▶ [EXERCISE MATERIALS]:
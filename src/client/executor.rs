//! Freshdesk HTTP client with retry and backoff
//!
//! Every network call goes through [`FreshdeskClient::execute`]. Rate limits
//! (429), server errors (5xx) and connect/timeout failures are retried;
//! anything else fails on the first response.

use super::pagination::PageCursor;
use crate::config::Config;
use crate::error::{FreshdeskError, Result};
use crate::metrics::METRICS;
use base64::engine::general_purpose::STANDARD as BASE64;
use base64::Engine as _;
use reqwest::header::{HeaderMap, HeaderValue, ACCEPT, AUTHORIZATION, CONTENT_TYPE, LINK, RETRY_AFTER};
use reqwest::{Client, Method, StatusCode};
use secrecy::ExposeSecret;
use serde::de::DeserializeOwned;
use serde_json::Value;
use std::time::{Duration, Instant};
use tracing::{debug, error, warn};

/// User agent sent with every request
pub const USER_AGENT: &str = concat!("freshdesk-mcp/", env!("CARGO_PKG_VERSION"));

/// A successful (2xx) response
#[derive(Debug, Clone)]
pub struct ApiResponse {
    pub status: StatusCode,
    pub headers: HeaderMap,
    /// Parsed JSON body; `Null` when the body was empty
    pub body: Value,
}

impl ApiResponse {
    /// Raw `Link` header, if any
    pub fn link_header(&self) -> Option<&str> {
        self.headers.get(LINK).and_then(|v| v.to_str().ok())
    }

    /// Pagination cursor decoded from the `Link` header
    pub fn cursor(&self) -> PageCursor {
        PageCursor::decode(self.link_header())
    }

    /// Deserialize the body
    pub fn into_json<T: DeserializeOwned>(self) -> Result<T> {
        Ok(serde_json::from_value(self.body)?)
    }
}

/// Retry schedule
#[derive(Debug, Clone, Copy, PartialEq, Eq)]
pub struct RetryPolicy {
    /// Total attempts, first try included
    pub max_attempts: usize,
    /// Sleep before the first retry without `Retry-After`; doubles each time
    pub base_backoff: Duration,
    /// Cap for server-provided `Retry-After`
    pub max_retry_after: Duration,
}

impl RetryPolicy {
    pub fn from_config(config: &Config) -> Self {
        Self {
            max_attempts: config.max_attempts.max(1),
            base_backoff: config.retry_backoff(),
            max_retry_after: config.max_retry_after(),
        }
    }
}

/// Outcome of one HTTP attempt
enum Attempt {
    Success(ApiResponse),
    Retry {
        error: FreshdeskError,
        retry_after: Option<Duration>,
        reason: &'static str,
    },
    Fail(FreshdeskError),
}

/// Freshdesk API client.
///
/// Owns the single connection pool for the process. Cloning is not needed;
/// share it behind an `Arc`.
pub struct FreshdeskClient {
    http: Client,
    base_url: String,
    retry: RetryPolicy,
}

impl FreshdeskClient {
    /// Create a new client from validated configuration
    pub fn new(config: &Config) -> Result<Self> {
        let credential = BASE64.encode(format!("{}:X", config.api_key.expose_secret()));
        let mut auth = HeaderValue::from_str(&format!("Basic {credential}"))
            .map_err(|e| FreshdeskError::Config(format!("API key is not header-safe: {e}")))?;
        auth.set_sensitive(true);

        let mut headers = HeaderMap::new();
        headers.insert(AUTHORIZATION, auth);
        headers.insert(CONTENT_TYPE, HeaderValue::from_static("application/json"));
        headers.insert(ACCEPT, HeaderValue::from_static("application/json"));

        let http = Client::builder()
            .default_headers(headers)
            .user_agent(USER_AGENT)
            .connect_timeout(config.connect_timeout())
            .timeout(config.timeout())
            .build()
            .map_err(|e| FreshdeskError::Config(format!("failed to build HTTP client: {e}")))?;

        Ok(Self {
            http,
            base_url: config.base_url(),
            retry: RetryPolicy::from_config(config),
        })
    }

    pub fn base_url(&self) -> &str {
        &self.base_url
    }

    pub fn retry_policy(&self) -> RetryPolicy {
        self.retry
    }

    /// GET `path` with query parameters
    pub async fn get(&self, path: &str, query: &[(&str, String)]) -> Result<ApiResponse> {
        self.execute(Method::GET, path, query, None).await
    }

    /// POST a JSON body to `path`
    pub async fn post(&self, path: &str, body: &Value) -> Result<ApiResponse> {
        self.execute(Method::POST, path, &[], Some(body)).await
    }

    /// Issue one logical request, retrying transient failures
    pub async fn execute(
        &self,
        method: Method,
        path: &str,
        query: &[(&str, String)],
        body: Option<&Value>,
    ) -> Result<ApiResponse> {
        let start = Instant::now();
        let url = format!("{}/{}", self.base_url, path.trim_start_matches('/'));
        let mut backoff = self.retry.base_backoff;
        let mut attempt = 0;

        let result = loop {
            attempt += 1;
            debug!("Freshdesk {} {} (attempt {})", method, path, attempt);

            match self.attempt(&method, &url, query, body).await {
                Attempt::Success(response) => break Ok(response),
                Attempt::Fail(e) => break Err(e),
                Attempt::Retry {
                    error: e,
                    retry_after,
                    reason,
                } => {
                    if attempt >= self.retry.max_attempts {
                        error!(
                            "Freshdesk {} {} failed after {} attempts: {}",
                            method, path, attempt, e
                        );
                        break Err(e);
                    }

                    let delay = match retry_after {
                        Some(wait) => wait.min(self.retry.max_retry_after),
                        None => {
                            let wait = backoff;
                            backoff = backoff.saturating_mul(2);
                            wait
                        }
                    };

                    METRICS.record_retry(reason);
                    warn!(
                        "Freshdesk {} {} attempt {} failed ({}): {}, retrying in {:?}",
                        method, path, attempt, reason, e, delay
                    );
                    tokio::time::sleep(delay).await;
                }
            }
        };

        METRICS
            .api_request_duration
            .with_label_values(&[method.as_str()])
            .observe(start.elapsed().as_secs_f64());

        result
    }

    async fn attempt(
        &self,
        method: &Method,
        url: &str,
        query: &[(&str, String)],
        body: Option<&Value>,
    ) -> Attempt {
        let mut request = self.http.request(method.clone(), url).query(query);
        if let Some(body) = body {
            request = request.json(body);
        }

        let response = match request.send().await {
            Ok(response) => response,
            Err(e) => {
                METRICS.record_request(method.as_str(), "network_error");
                return classify_network_error(e);
            }
        };

        let status = response.status();
        METRICS.record_request(method.as_str(), status.as_str());

        if status.is_success() {
            let headers = response.headers().clone();
            let text = match response.text().await {
                Ok(text) => text,
                Err(e) => return classify_network_error(e),
            };
            let body = if text.trim().is_empty() {
                Value::Null
            } else {
                match serde_json::from_str(&text) {
                    Ok(body) => body,
                    Err(e) => {
                        return Attempt::Fail(FreshdeskError::Unexpected(format!(
                            "invalid JSON in response: {e}"
                        )))
                    }
                }
            };
            return Attempt::Success(ApiResponse {
                status,
                headers,
                body,
            });
        }

        let retry_after = parse_retry_after(response.headers());
        let payload = response
            .text()
            .await
            .ok()
            .and_then(|text| serde_json::from_str::<Value>(&text).ok());
        let error = FreshdeskError::status(status.as_u16(), payload);

        if status == StatusCode::TOO_MANY_REQUESTS {
            Attempt::Retry {
                error,
                retry_after,
                reason: "rate_limited",
            }
        } else if status.is_server_error() {
            Attempt::Retry {
                error,
                retry_after,
                reason: "server_error",
            }
        } else {
            Attempt::Fail(error)
        }
    }
}

fn classify_network_error(e: reqwest::Error) -> Attempt {
    let error = FreshdeskError::network(e.to_string());
    if e.is_timeout() || e.is_connect() {
        Attempt::Retry {
            error,
            retry_after: None,
            reason: "network",
        }
    } else {
        Attempt::Fail(error)
    }
}

/// `Retry-After` as whole seconds; HTTP-date and negative values are ignored
pub fn parse_retry_after(headers: &HeaderMap) -> Option<Duration> {
    headers
        .get(RETRY_AFTER)?
        .to_str()
        .ok()?
        .trim()
        .parse::<u64>()
        .ok()
        .map(Duration::from_secs)
}
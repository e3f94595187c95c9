//! Anchor extraction from HTML bodies

use once_cell::sync::Lazy;
use scraper::{Html, Selector};
use serde::{Deserialize, Serialize};

static ANCHOR: Lazy<Option<Selector>> = Lazy::new(|| Selector::parse("a[href]").ok());

/// A hyperlink found in a message body
#[derive(Debug, Clone, PartialEq, Eq, Serialize, Deserialize)]
pub struct Link {
    pub text: String,
    pub url: String,
}

/// Collect `{text, url}` for every anchor with a non-empty `href`.
///
/// The HTML parser is error tolerant, so malformed markup yields whatever
/// anchors were recognizable and never an error.
pub fn extract_links(html: &str) -> Vec<Link> {
    if !html.to_ascii_lowercase().contains("<a") {
        return Vec::new();
    }
    let Some(selector) = ANCHOR.as_ref() else {
        return Vec::new();
    };

    let fragment = Html::parse_fragment(html);
    fragment
        .select(selector)
        .filter_map(|anchor| {
            let url = anchor.value().attr("href")?.trim();
            if url.is_empty() {
                return None;
            }
            Some(Link {
                text: anchor.text().collect::<String>().trim().to_string(),
                url: url.to_string(),
            })
        })
        .collect()
}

▶ [WORK INSTRUCTIONS]:
Display each line of the data where "DeserializeOwned" occurs.

▶ [ANSWER SPACE]:
use serde::de::DeserializeOwned;
    pub fn into_json<T: DeserializeOwned>(self) -> Result<T> {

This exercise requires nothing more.